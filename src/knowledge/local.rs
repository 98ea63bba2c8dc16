//! Directory-backed knowledge base
//!
//! Loads `.md` and `.txt` files below a root directory (honouring gitignore
//! rules), splits them into paragraphs, and ranks paragraphs by keyword hits.

use super::{
    is_document_extension, DocumentSearch, KnowledgeError, KnowledgeSource,
    KnowledgeSourceDetails, KnowledgeSourceStatus, SearchHit, SyncState,
};
use async_trait::async_trait;
use chrono::{DateTime, Utc};
use std::path::{Path, PathBuf};
use tokio::sync::RwLock;

#[derive(Debug, Clone)]
struct Passage {
    document_id: String,
    text: String,
    lowered: String,
}

#[derive(Debug)]
struct Index {
    passages: Vec<Passage>,
    document_count: usize,
    loaded_at: DateTime<Utc>,
}

pub struct LocalKnowledgeBase {
    root: PathBuf,
    name: String,
    index: RwLock<Option<Index>>,
}

impl LocalKnowledgeBase {
    pub fn new(root: impl Into<PathBuf>, name: impl Into<String>) -> Self {
        Self {
            root: root.into(),
            name: name.into(),
            index: RwLock::new(None),
        }
    }

    fn check_name(&self, name: &str) -> Result<(), KnowledgeError> {
        if name.eq_ignore_ascii_case(&self.name) {
            Ok(())
        } else {
            Err(KnowledgeError::NotFound(name.to_string()))
        }
    }

    async fn ensure_loaded(&self) -> Result<(), KnowledgeError> {
        if self.index.read().await.is_none() {
            self.load_documents().await?;
        }
        Ok(())
    }
}

fn read_passages(root: &Path) -> Result<(Vec<Passage>, usize), KnowledgeError> {
    if !root.is_dir() {
        return Err(KnowledgeError::Io(std::io::Error::new(
            std::io::ErrorKind::NotFound,
            format!("{} is not a directory", root.display()),
        )));
    }

    let mut passages = Vec::new();
    let mut document_count = 0;

    for entry in ignore::WalkBuilder::new(root).build() {
        let entry = match entry {
            Ok(e) => e,
            Err(e) => {
                tracing::warn!(error = %e, "Skipping unreadable entry");
                continue;
            }
        };
        let path = entry.path();
        let is_document = path.is_file()
            && path
                .extension()
                .and_then(|ext| ext.to_str())
                .is_some_and(is_document_extension);
        if !is_document {
            continue;
        }

        let content = std::fs::read_to_string(path)?;
        let document_id = path
            .strip_prefix(root)
            .unwrap_or(path)
            .components()
            .map(|c| c.as_os_str().to_string_lossy().into_owned())
            .collect::<Vec<_>>()
            .join("/");

        document_count += 1;
        passages.extend(split_paragraphs(&content).into_iter().map(|text| Passage {
            document_id: document_id.clone(),
            lowered: text.to_lowercase(),
            text,
        }));
    }

    Ok((passages, document_count))
}

/// Paragraphs separated by blank lines, with LF or CRLF endings
fn split_paragraphs(content: &str) -> Vec<String> {
    let mut paragraphs = Vec::new();
    let mut current: Vec<&str> = Vec::new();
    for line in content.lines().chain(std::iter::once("")) {
        if line.trim().is_empty() {
            if !current.is_empty() {
                paragraphs.push(current.join("\n").trim().to_string());
                current.clear();
            }
        } else {
            current.push(line);
        }
    }
    paragraphs
}

/// Exact document id, or its final path component, ignoring case
fn matches_filename(document_id: &str, filter: &str) -> bool {
    let filter = filter.trim_start_matches("./").to_lowercase();
    let id = document_id.to_lowercase();
    id == filter || id.rsplit('/').next().is_some_and(|name| name == filter)
}

fn search_terms(phrase: &str) -> Vec<String> {
    phrase
        .split(|c: char| !c.is_alphanumeric())
        .filter(|t| t.chars().count() >= 2)
        .map(str::to_lowercase)
        .collect()
}

#[async_trait]
impl DocumentSearch for LocalKnowledgeBase {
    async fn load_documents(&self) -> Result<usize, KnowledgeError> {
        let root = self.root.clone();
        let (passages, document_count) = tokio::task::spawn_blocking(move || read_passages(&root))
            .await
            .map_err(|e| KnowledgeError::Interrupted(e.to_string()))??;

        let count = passages.len();
        tracing::info!(
            root = %self.root.display(),
            documents = document_count,
            passages = count,
            "Loaded knowledge base"
        );

        *self.index.write().await = Some(Index {
            passages,
            document_count,
            loaded_at: Utc::now(),
        });
        Ok(count)
    }

    async fn search(
        &self,
        phrase: &str,
        filename_filter: Option<&str>,
        max_results: usize,
    ) -> Result<Vec<SearchHit>, KnowledgeError> {
        self.ensure_loaded().await?;

        let terms = search_terms(phrase);
        if terms.is_empty() {
            return Ok(Vec::new());
        }

        let index = self.index.read().await;
        let Some(index) = index.as_ref() else {
            return Ok(Vec::new());
        };

        let mut scored: Vec<(usize, &Passage)> = index
            .passages
            .iter()
            .filter(|p| filename_filter.map_or(true, |f| matches_filename(&p.document_id, f)))
            .map(|p| {
                let score: usize =
                    terms.iter().map(|t| p.lowered.matches(t.as_str()).count()).sum();
                (score, p)
            })
            .filter(|(score, _)| *score > 0)
            .collect();
        // Stable: equal scores keep document order
        scored.sort_by(|a, b| b.0.cmp(&a.0));

        Ok(scored
            .into_iter()
            .take(max_results)
            .map(|(_, p)| SearchHit {
                document_id: p.document_id.clone(),
                text: p.text.clone(),
            })
            .collect())
    }
}

#[async_trait]
impl KnowledgeSource for LocalKnowledgeBase {
    async fn details(&self, name: &str) -> Result<KnowledgeSourceDetails, KnowledgeError> {
        self.check_name(name)?;
        Ok(KnowledgeSourceDetails {
            name: self.name.clone(),
            kind: "localDirectory".to_string(),
            location: self.root.display().to_string(),
            description: format!(
                "Markdown and text documents under {}",
                self.root.display()
            ),
        })
    }

    async fn status(&self, name: &str) -> Result<KnowledgeSourceStatus, KnowledgeError> {
        self.check_name(name)?;
        let index = self.index.read().await;
        Ok(match index.as_ref() {
            Some(index) => KnowledgeSourceStatus {
                name: self.name.clone(),
                state: SyncState::Ready,
                document_count: index.document_count,
                passage_count: index.passages.len(),
                last_loaded_at: Some(index.loaded_at),
            },
            None => KnowledgeSourceStatus {
                name: self.name.clone(),
                state: SyncState::NotLoaded,
                document_count: 0,
                passage_count: 0,
                last_loaded_at: None,
            },
        })
    }
}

══════════════════════════════

Assigned task => Look through the entries above, and wherever a line holds the string "current", copy it.

Solution for this problem =>
    let mut current: Vec<&str> = Vec::new();
            if !current.is_empty() {
                paragraphs.push(current.join("\n").trim().to_string());
                current.clear();
            current.push(line);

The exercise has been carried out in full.